> _What is being asked_
"Synthesizer" appears in how many lines of the entries? State only the number.
[[ Records shown, beginning ]]
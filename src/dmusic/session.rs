// Copyright (C) 2026 Michael Wilson <mike@mdwn.dev>
//
// This program is free software: you can redistribute it and/or modify it under
// the terms of the GNU General Public License as published by the Free Software
// Foundation, version 3.
//
// This program is distributed in the hope that it will be useful, but WITHOUT
// ANY WARRANTY; without even the implied warranty of MERCHANTABILITY or FITNESS
// FOR A PARTICULAR PURPOSE. See the GNU General Public License for more details.
//
// You should have received a copy of the GNU General Public License along with
// this program. If not, see <https://www.gnu.org/licenses/>.
//
use std::fmt;
use std::path::{Path, PathBuf};

use tracing::{info, span, Level, Span};

use crate::error::Error;
use crate::player;

use super::inventory::{self, Inventory, PortCapabilities};
use super::stack::{
    Stack, DEFAULT_PATH_CHANNELS, PRIMARY_BITS_PER_SAMPLE, PRIMARY_CHANNELS, PRIMARY_SAMPLE_RATE,
};

/// Playback session options, as taken from the command line.
pub struct Options {
    /// The audio output device index. Negative selects the default device.
    pub audio_index: i32,
    /// The MIDI output port index. Negative plays over the default audio
    /// path.
    pub port_index: i32,
    /// The downloadable instrument collection to load, if any.
    pub bank: Option<PathBuf>,
}

/// How the performance was initialised. Chosen once; there is no runtime
/// mode switch.
pub enum PerformanceMode {
    /// The performance created its own audio path over the shared
    /// stereo-plus-reverb topology.
    DefaultPath,
    /// A port was built from the resolved capabilities, added to the
    /// performance and activated.
    ExplicitPort(PortCapabilities),
}

impl fmt::Display for PerformanceMode {
    fn fmt(&self, f: &mut fmt::Formatter<'_>) -> fmt::Result {
        match self {
            PerformanceMode::DefaultPath => write!(f, "default audio path"),
            PerformanceMode::ExplicitPort(caps) => write!(f, "port {}", caps.description),
        }
    }
}

#[derive(Debug, PartialEq)]
enum State {
    Initialized,
    Playing,
    Closed,
}

/// A playback session against the music and sound stack. Owns the
/// construction order, the teardown order and the external module refusal
/// policy.
pub struct Session {
    stack: Box<dyn Stack>,
    mode: PerformanceMode,
    external: bool,
    state: State,
    span: Span,
}

impl Session {
    /// Initialises a playback session. On failure the partially constructed
    /// state is torn down in full before the error is returned.
    pub fn initialise(mut stack: Box<dyn Stack>, options: &Options) -> Result<Session, Error> {
        let span = span!(Level::INFO, "session");

        let constructed = {
            let _enter = span.enter();
            Session::construct(stack.as_mut(), options)
        };

        match constructed {
            Ok((mode, external)) => {
                let session = Session {
                    stack,
                    mode,
                    external,
                    state: State::Initialized,
                    span,
                };
                {
                    let _enter = session.span.enter();
                    info!(mode = %session.mode, "Initialised playback session.");
                }
                Ok(session)
            }
            Err(err) => {
                run_teardown(stack.as_mut());
                Err(err)
            }
        }
    }

    fn construct(
        stack: &mut dyn Stack,
        options: &Options,
    ) -> Result<(PerformanceMode, bool), Error> {
        stack.acquire_window()?;
        stack.init_com()?;
        stack.create_objects()?;

        let inventory = Inventory::scan(stack)?;

        let device = inventory.select_audio(options.audio_index)?.copied();
        if options.audio_index >= 0 {
            // select_audio validated the index.
            let name = inventory.audio_devices()[options.audio_index as usize]
                .name
                .as_str();
            info!(device = name, "Using audio device.");
        }
        stack.open_audio(device.as_ref())?;
        info!(
            sample_rate = PRIMARY_SAMPLE_RATE,
            bits = PRIMARY_BITS_PER_SAMPLE,
            channels = PRIMARY_CHANNELS,
            "Opened audio output."
        );
        stack.bind_audio()?;

        if let Some(bank) = options.bank.as_deref() {
            stack.load_collection(bank)?;
            info!(bank = %bank.display(), "Loaded instrument collection.");
        }

        match inventory::resolve_port(stack, options.port_index)? {
            None => {
                stack.init_performance_default()?;
                info!(
                    channels = DEFAULT_PATH_CHANNELS,
                    "Initialised performance on the default audio path."
                );
                Ok((PerformanceMode::DefaultPath, false))
            }
            Some(caps) => {
                info!(port = caps.description.as_str(), "Using MIDI port.");
                let actual = stack.create_port(&caps)?;
                info!(
                    dls = actual.supports_dls(),
                    audio_path = actual.supports_audio_path(),
                    external = actual.is_external(),
                    software_synth = actual.is_software_synth(),
                    "Created MIDI port."
                );
                stack.init_performance_legacy()?;
                stack.add_port()?;
                stack.activate_port()?;

                let external = actual.is_external();
                Ok((PerformanceMode::ExplicitPort(actual), external))
            }
        }
    }

    /// Tears the session down in the reverse of the construction order.
    /// Calling it a second time is a no-op.
    pub fn teardown(&mut self) {
        if self.state == State::Closed {
            return;
        }

        let _enter = self.span.enter();
        info!("Tearing down playback session.");
        run_teardown(self.stack.as_mut());
        self.state = State::Closed;
    }

    #[cfg(test)]
    pub fn mode(&self) -> &PerformanceMode {
        &self.mode
    }
}

impl player::Player for Session {
    /// Loads the MIDI file as a segment, downloads its instrument data into
    /// the performance and schedules it after the prepare time, from the
    /// start of the performance clock.
    fn play(&mut self, path: &Path) -> Result<(), Error> {
        let _enter = self.span.enter();

        if self.state == State::Closed {
            return Err(Error::Closed);
        }
        if self.external {
            return Err(Error::ExternalModule);
        }

        self.stack.load_segment(path)?;
        self.stack.download_segment()?;
        self.stack.play_segment()?;
        self.state = State::Playing;

        info!(file = %path.display(), "Scheduled segment for playback.");
        Ok(())
    }

    fn close(&mut self) -> Result<(), Error> {
        self.teardown();
        Ok(())
    }
}

impl Drop for Session {
    fn drop(&mut self) {
        self.teardown();
    }
}

/// Releases everything a session may have acquired, in the reverse of the
/// construction order. Every step is a no-op when its subject is absent,
/// which is what makes this safe to run after a partial initialisation.
pub(crate) fn run_teardown(stack: &mut dyn Stack) {
    stack.release_segment();
    stack.release_buffer();
    stack.release_port();
    stack.release_collection();
    stack.release_loader();
    stack.release_audio();
    stack.release_music();
    stack.close_performance();
    stack.uninit_com();
}

#[cfg(test)]
mod test {
    use std::path::{Path, PathBuf};

    use crate::dmusic::inventory::{AudioDevice, DeviceId};
    use crate::dmusic::mock::{self, Event};
    use crate::error::Error;
    use crate::player::Player as _;

    use super::{Options, PerformanceMode, Session};

    const SPEAKERS: DeviceId = DeviceId(0xBD6D_D71A_3DEB_11D1_B171_0024_7528_1389);

    fn stack() -> mock::Stack {
        mock::Stack::new()
            .with_audio(vec![
                AudioDevice {
                    id: None,
                    name: "Primary Sound Driver".to_string(),
                },
                AudioDevice {
                    id: Some(SPEAKERS),
                    name: "Speakers (High Definition Audio)".to_string(),
                },
            ])
            .with_ports(vec![
                mock::synth_port("Microsoft Synthesizer"),
                mock::external_port("MPU-401"),
            ])
    }

    fn options(audio_index: i32, port_index: i32) -> Options {
        Options {
            audio_index,
            port_index,
            bank: None,
        }
    }

    #[test]
    fn test_default_path_mode() {
        let stack = stack();
        let session =
            Session::initialise(Box::new(stack.clone()), &options(-1, -1)).expect("initialise");

        assert!(matches!(session.mode(), PerformanceMode::DefaultPath));

        let events = stack.events();
        assert!(events.contains(&Event::InitPerformanceDefault));
        assert!(!events.iter().any(|event| matches!(event, Event::CreatePort(_))));
        assert!(!events.contains(&Event::AddPort));
    }

    #[test]
    fn test_explicit_port_mode() {
        let stack = stack();
        let session =
            Session::initialise(Box::new(stack.clone()), &options(-1, 0)).expect("initialise");

        match session.mode() {
            PerformanceMode::ExplicitPort(caps) => {
                assert_eq!("Microsoft Synthesizer", caps.description)
            }
            PerformanceMode::DefaultPath => panic!("expected explicit port mode"),
        }

        let expected = vec![
            Event::AcquireWindow,
            Event::InitCom,
            Event::CreateObjects,
            Event::EnumerateAudio,
            Event::EnumeratePorts,
            Event::OpenAudio(None),
            Event::BindAudio,
            Event::PortByOrdinal(0),
            Event::CreatePort(mock::synth_port("Microsoft Synthesizer").id),
            Event::InitPerformanceLegacy,
            Event::AddPort,
            Event::ActivatePort,
        ];
        assert_eq!(expected, stack.events());
    }

    #[test]
    fn test_play_then_teardown_releases_everything_once() {
        let stack = stack();
        let mut session = Session::initialise(
            Box::new(stack.clone()),
            &Options {
                audio_index: -1,
                port_index: -1,
                bank: Some(PathBuf::from("gm.dls")),
            },
        )
        .expect("initialise");

        session.play(Path::new("tune.mid")).expect("play");
        session.teardown();

        let expected = vec![
            Event::AcquireWindow,
            Event::InitCom,
            Event::CreateObjects,
            Event::EnumerateAudio,
            Event::EnumeratePorts,
            Event::OpenAudio(None),
            Event::BindAudio,
            Event::LoadCollection(PathBuf::from("gm.dls")),
            Event::InitPerformanceDefault,
            Event::LoadSegment(PathBuf::from("tune.mid")),
            Event::DownloadSegment,
            Event::PlaySegment,
            Event::ReleaseSegment,
            Event::ReleaseBuffer,
            Event::ReleasePort,
            Event::ReleaseCollection,
            Event::ReleaseLoader,
            Event::ReleaseAudio,
            Event::ReleaseMusic,
            Event::ClosePerformance,
            Event::UninitCom,
        ];
        assert_eq!(expected, stack.events());
    }

    #[test]
    fn test_teardown_is_idempotent() {
        let stack = stack();
        let mut session =
            Session::initialise(Box::new(stack.clone()), &options(-1, -1)).expect("initialise");

        session.teardown();
        let after_first = stack.events();
        session.teardown();
        assert_eq!(after_first, stack.events());

        // Dropping the session after an explicit teardown adds nothing.
        drop(session);
        assert_eq!(after_first, stack.events());
    }

    #[test]
    fn test_failed_step_triggers_full_teardown() {
        let stack = stack().fail_on("add_port");
        let result = Session::initialise(Box::new(stack.clone()), &options(-1, 0));

        assert!(matches!(
            result,
            Err(Error::Provider {
                function: "add_port",
                ..
            })
        ));

        let events = stack.events();
        let releases = &events[events.len() - 9..];
        assert_eq!(
            vec![
                Event::ReleaseSegment,
                Event::ReleaseBuffer,
                Event::ReleasePort,
                Event::ReleaseCollection,
                Event::ReleaseLoader,
                Event::ReleaseAudio,
                Event::ReleaseMusic,
                Event::ClosePerformance,
                Event::UninitCom,
            ],
            releases
        );
    }

    #[test]
    fn test_external_port_refuses_playback() {
        let stack = stack();
        let mut session =
            Session::initialise(Box::new(stack.clone()), &options(-1, 1)).expect("initialise");

        let err = session.play(Path::new("tune.mid")).expect_err("refusal");
        assert!(matches!(err, Error::ExternalModule));
        assert_eq!("external MIDI module path is not supported", err.to_string());

        // The segment was never touched.
        assert!(!stack
            .events()
            .iter()
            .any(|event| matches!(event, Event::LoadSegment(_))));
    }

    #[test]
    fn test_audio_selection() {
        let stack1 = stack();
        let _session =
            Session::initialise(Box::new(stack1.clone()), &options(1, -1)).expect("initialise");
        assert!(stack1.events().contains(&Event::OpenAudio(Some(SPEAKERS))));

        let stack2 = stack();
        let result = Session::initialise(Box::new(stack2.clone()), &options(5, -1));
        assert!(matches!(
            result,
            Err(Error::AudioSelection { index: 5, count: 2 })
        ));
        assert_eq!(Some(&Event::UninitCom), stack2.events().last());
    }

    #[test]
    fn test_port_not_found() {
        let stack = stack();
        let result = Session::initialise(Box::new(stack.clone()), &options(-1, 999));

        assert!(matches!(result, Err(Error::PortNotFound { ordinal: 999 })));
        assert_eq!(Some(&Event::UninitCom), stack.events().last());
    }

    #[test]
    fn test_play_after_close() {
        let stack = stack();
        let mut session =
            Session::initialise(Box::new(stack.clone()), &options(-1, -1)).expect("initialise");

        session.teardown();
        assert!(matches!(
            session.play(Path::new("tune.mid")),
            Err(Error::Closed)
        ));
    }
}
[[ Records shown, end ]]
> _Answer to the problem_
3